The report, entitled: “Nigeria: Looking Beyond Oil”, states that Nigeria could achieve full potential in the non-oil sector by improving investments across the downstream oil and gas sector to increase its local production of petrochemicals, fertilizers, methanol and industrial raw materials that are relevant in industrial and consumer products manufacturing. Nigeria currently meets its need of these products through importation.
“The potential for a resurgent non-oil sector clearly exists. According to our long-term projections, Nigeria could grow at five to six per cent yearly on average in the long-term assuming broadly growth friendly policies are being pursued. Based on an input-output analysis multiplier model across 26 sectors, we identify Agriculture, Petroleum, Retail and ICT as the sectors with the strongest inter-industry linkages, both backward and forward”, the report states.
It envisions that the country’s global agriculture could hit $59 billion in export revenues by 2030, while value added to oil and gas output needs to urgently improve by implementing diversification within the sector.
However, the shift from oil to non-oil economy could be constrained by harsh business environment that is currently characterized by corruption, inadequate infrastructure, low skill levels and macroeconomic uncertainty.

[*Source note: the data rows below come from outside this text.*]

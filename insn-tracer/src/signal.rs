//! Cooperative stop signalling
//!
//! A [`StopLatch`] is a set-once flag plus the reason it was set. The
//! controller owns the latches of its session and hands out clones of the
//! `Arc` to the interrupt relay and the stop-point monitor, then polls them
//! between steps.

use crate::error::TraceError;
use std::sync::atomic::{AtomicBool, Ordering};
use std::sync::{Arc, OnceLock};

/// Signal number delivered for ctrl+c
pub const SIGINT: i32 = 2;

/// Interrupt cause recorded when the operator presses ctrl+c
pub fn ctrlc_cause(signum: i32) -> String {
    format!("ctrl+c has been pressed (signal: {})", signum)
}

/// Set-once stop flag
#[derive(Debug, Default)]
pub struct StopLatch {
    raised: AtomicBool,
    reason: OnceLock<String>,
}

impl StopLatch {
    pub fn new() -> Self {
        Self::default()
    }

    /// Raise the latch. Returns `false` if it was already raised, in which
    /// case the first reason is kept.
    pub fn raise(&self, reason: impl Into<String>) -> bool {
        let first = self.reason.set(reason.into()).is_ok();
        self.raised.store(true, Ordering::Release);
        first
    }

    pub fn is_raised(&self) -> bool {
        self.raised.load(Ordering::Acquire)
    }

    pub fn reason(&self) -> Option<&str> {
        if !self.is_raised() {
            return None;
        }
        self.reason.get().map(String::as_str)
    }
}

/// Handle through which an asynchronous actor (a signal handler, a UI, a
/// test) asks the session to stop.
///
/// Cloneable and `Send + Sync`. The request is observed at the next loop
/// boundary; an in-flight debugger call is allowed to finish.
#[derive(Debug, Clone)]
pub struct InterruptRelay {
    latch: Arc<StopLatch>,
}

impl InterruptRelay {
    pub(crate) fn new(latch: Arc<StopLatch>) -> Self {
        Self { latch }
    }

    /// Request cancellation with a human-readable cause
    pub fn interrupt(&self, cause: impl Into<String>) {
        let cause = cause.into();
        if self.latch.raise(cause.clone()) {
            tracing::info!("Interrupt requested: {}", cause);
        }
    }

    pub fn is_interrupted(&self) -> bool {
        self.latch.is_raised()
    }

    /// Route ctrl+c (SIGINT) to this relay.
    ///
    /// The handler runs on a thread owned by `ctrlc`, not inside the signal
    /// context. Only one handler can be installed per process.
    pub fn install_ctrlc(&self) -> Result<(), TraceError> {
        let relay = self.clone();
        ctrlc::set_handler(move || relay.on_ctrlc())?;
        tracing::debug!("ctrl+c handler installed");
        Ok(())
    }

    fn on_ctrlc(&self) {
        self.interrupt(ctrlc_cause(SIGINT));
    }
}
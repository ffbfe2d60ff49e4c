//! Streaming trace document writer
//!
//! Writes the document piecewise so that nothing but the current record is
//! held in memory. Once the footer is written the document is valid JSON no
//! matter how many records the body holds, including none.

use crate::config::TraceConfig;
use crate::error::TraceError;
use crate::trace::{StopReason, TraceRecord};
use chrono::{DateTime, SecondsFormat, Utc};
use serde::Serialize;
use std::io::Write;
use std::path::Path;

/// Invocation arguments recorded in the `info` section
#[derive(Debug, Serialize)]
struct SessionInfo<'a> {
    disassemble: bool,
    output: &'a Path,
    breakpoint: &'a str,
    limit: Option<u64>,
    target: &'a [String],
    date: String,
}

#[derive(Debug, Clone, Copy, PartialEq, Eq)]
enum WriterState {
    Fresh,
    Body,
    Finished,
}

/// Append-only writer over a byte sink
pub struct TraceWriter<W: Write> {
    sink: W,
    state: WriterState,
    records: u64,
}

impl<W: Write> TraceWriter<W> {
    pub fn new(sink: W) -> Self {
        Self {
            sink,
            state: WriterState::Fresh,
            records: 0,
        }
    }

    /// Number of records appended so far
    pub fn records(&self) -> u64 {
        self.records
    }

    /// Write the `info` section and open the `trace` array. Allowed once.
    pub fn write_header(
        &mut self,
        config: &TraceConfig,
        started_at: DateTime<Utc>,
    ) -> Result<(), TraceError> {
        if self.state != WriterState::Fresh {
            return Err(TraceError::Misuse("header written twice"));
        }
        let info = SessionInfo {
            disassemble: config.disassemble,
            output: &config.output,
            breakpoint: &config.breakpoint,
            limit: config.effective_limit(),
            target: &config.target,
            date: timestamp(started_at),
        };
        self.sink.write_all(b"{\n\"info\":")?;
        serde_json::to_writer(&mut self.sink, &info)?;
        self.sink.write_all(b",\n\"trace\":[\n")?;
        self.sink.flush()?;
        self.state = WriterState::Body;
        Ok(())
    }

    /// Append one record and flush it to the sink
    pub fn append_record(&mut self, record: &TraceRecord) -> Result<(), TraceError> {
        match self.state {
            WriterState::Fresh => return Err(TraceError::Misuse("record before header")),
            WriterState::Finished => return Err(TraceError::Misuse("record after footer")),
            WriterState::Body => {}
        }
        if self.records > 0 {
            self.sink.write_all(b",\n")?;
        }
        serde_json::to_writer(&mut self.sink, record)?;
        self.sink.flush()?;
        self.records += 1;
        Ok(())
    }

    /// Close the `trace` array and write the end-of-trace fields
    pub fn write_footer(
        &mut self,
        count: u64,
        ended_at: DateTime<Utc>,
        reason: &StopReason,
    ) -> Result<(), TraceError> {
        match self.state {
            WriterState::Fresh => return Err(TraceError::Misuse("footer before header")),
            WriterState::Finished => return Err(TraceError::Misuse("footer written twice")),
            WriterState::Body => {}
        }
        if self.records > 0 {
            self.sink.write_all(b"\n")?;
        }
        self.sink.write_all(b"],\n\"eot\":")?;
        serde_json::to_writer(&mut self.sink, &timestamp(ended_at))?;
        write!(self.sink, ",\n\"length\":{},\n\"reason\":", count)?;
        serde_json::to_writer(&mut self.sink, reason.as_str())?;
        if let Some(detail) = reason.detail() {
            self.sink.write_all(b",\n\"detail\":")?;
            serde_json::to_writer(&mut self.sink, &detail)?;
        }
        self.sink.write_all(b"\n}\n")?;
        self.state = WriterState::Finished;
        Ok(())
    }

    /// Flush and release the sink
    pub fn close(mut self) -> Result<(), TraceError> {
        if self.state != WriterState::Finished {
            tracing::warn!("Closing trace sink without a footer");
        }
        self.sink.flush()?;
        Ok(())
    }
}

fn timestamp(at: DateTime<Utc>) -> String {
    at.to_rfc3339_opts(SecondsFormat::Micros, true)
}

#[cfg(test)]
mod tests {
    use super::*;
    use serde_json::Value;

    fn record(address: &str, bytes: &str) -> TraceRecord {
        TraceRecord {
            address: address.to_string(),
            raw_bytes: bytes.to_string(),
            mnemonic: None,
            label: None,
        }
    }

    #[test]
    fn test_empty_body_is_well_formed() {
        let mut out = Vec::new();
        let mut writer = TraceWriter::new(&mut out);
        writer.write_header(&TraceConfig::default(), Utc::now()).unwrap();
        writer.write_footer(0, Utc::now(), &StopReason::LimitReached).unwrap();
        writer.close().unwrap();

        let doc: Value = serde_json::from_slice(&out).unwrap();
        assert_eq!(doc["trace"].as_array().unwrap().len(), 0);
        assert_eq!(doc["length"], 0);
        assert_eq!(doc["info"]["breakpoint"], "main");
        assert_eq!(doc["reason"], "limit reached");
        assert!(doc.get("detail").is_none());
    }

    #[test]
    fn test_records_keep_execution_order() {
        let mut out = Vec::new();
        let mut writer = TraceWriter::new(&mut out);
        writer.write_header(&TraceConfig::default(), Utc::now()).unwrap();
        // Same address twice, as in a loop
        writer.append_record(&record("0x1000", "0x90")).unwrap();
        writer.append_record(&record("0x1001", "0xeb")).unwrap();
        writer.append_record(&record("0x1000", "0x90")).unwrap();
        assert_eq!(writer.records(), 3);
        let reason = StopReason::BoundaryReached {
            address: 0x2000,
            cause: "breakpoint *0x2000 has been reached".to_string(),
        };
        writer.write_footer(3, Utc::now(), &reason).unwrap();
        writer.close().unwrap();

        let doc: Value = serde_json::from_slice(&out).unwrap();
        let addrs: Vec<&str> = doc["trace"]
            .as_array()
            .unwrap()
            .iter()
            .map(|r| r["addr"].as_str().unwrap())
            .collect();
        assert_eq!(addrs, vec!["0x1000", "0x1001", "0x1000"]);
        assert_eq!(doc["length"], 3);
        assert_eq!(doc["detail"], "breakpoint *0x2000 has been reached");
    }

    #[test]
    fn test_contract_violations() {
        let mut out = Vec::new();
        let mut writer = TraceWriter::new(&mut out);
        assert!(matches!(
            writer.append_record(&record("0x1", "0x90")),
            Err(TraceError::Misuse(_))
        ));
        assert!(matches!(
            writer.write_footer(0, Utc::now(), &StopReason::LimitReached),
            Err(TraceError::Misuse(_))
        ));

        writer.write_header(&TraceConfig::default(), Utc::now()).unwrap();
        assert!(writer.write_header(&TraceConfig::default(), Utc::now()).is_err());

        writer.write_footer(0, Utc::now(), &StopReason::LimitReached).unwrap();
        assert!(writer.append_record(&record("0x1", "0x90")).is_err());
        assert!(writer.write_footer(0, Utc::now(), &StopReason::LimitReached).is_err());
    }

    #[test]
    fn test_escapes_strings() {
        let mut out = Vec::new();
        let mut writer = TraceWriter::new(&mut out);
        writer.write_header(&TraceConfig::default(), Utc::now()).unwrap();
        writer.append_record(&record("0x1 \"odd\"", "0x90")).unwrap();
        writer
            .write_footer(
                1,
                Utc::now(),
                &StopReason::Interrupted { cause: "ctrl+c \"now\"".to_string() },
            )
            .unwrap();
        writer.close().unwrap();

        let doc: Value = serde_json::from_slice(&out).unwrap();
        assert_eq!(doc["trace"][0]["addr"], "0x1 \"odd\"");
        assert_eq!(doc["detail"], "ctrl+c \"now\"");
    }
}
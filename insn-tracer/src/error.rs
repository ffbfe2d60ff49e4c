//! Session-level errors

use thiserror::Error;

/// Errors surfaced to the caller of a trace session.
///
/// Examine failures and interrupts are not errors: they end the session
/// normally and are reported through [`crate::StopReason`].
#[derive(Debug, Error)]
pub enum TraceError {
    /// Rejected before any session state or output file exists
    #[error("invalid configuration: {0}")]
    Configuration(String),

    /// The debugger failed while the trace window was being armed
    #[error("setup failed while {stage}: {source}")]
    Setup {
        stage: &'static str,
        #[source]
        source: anyhow::Error,
    },

    #[error("trace sink: {0}")]
    Sink(#[from] std::io::Error),

    #[error("serializing trace document: {0}")]
    Serialize(#[from] serde_json::Error),

    /// The ctrl+c handler could not be installed
    #[error("installing interrupt handler: {0}")]
    Signal(#[from] ctrlc::Error),

    /// The writer or session was driven out of order
    #[error("trace session misuse: {0}")]
    Misuse(&'static str),
}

In 2015 and 2016, Nigeria was ranked 170 and 169 respectively in the Ease of Doing Business ranking out of 189 economies surveyed. Interestingly, Rwanda jumped through the rankings from being 143rd in 2009 to 62nd in 2016. Over that same period, Nigeria’s ranking worsened as it moved from 102nd to 169th. This shows that the economic and regulatory environment needs to be more conducive for business by simplifying complex regulation and processes, and eliminating the hurdles that stand in the way of a bigger and more productive private sector.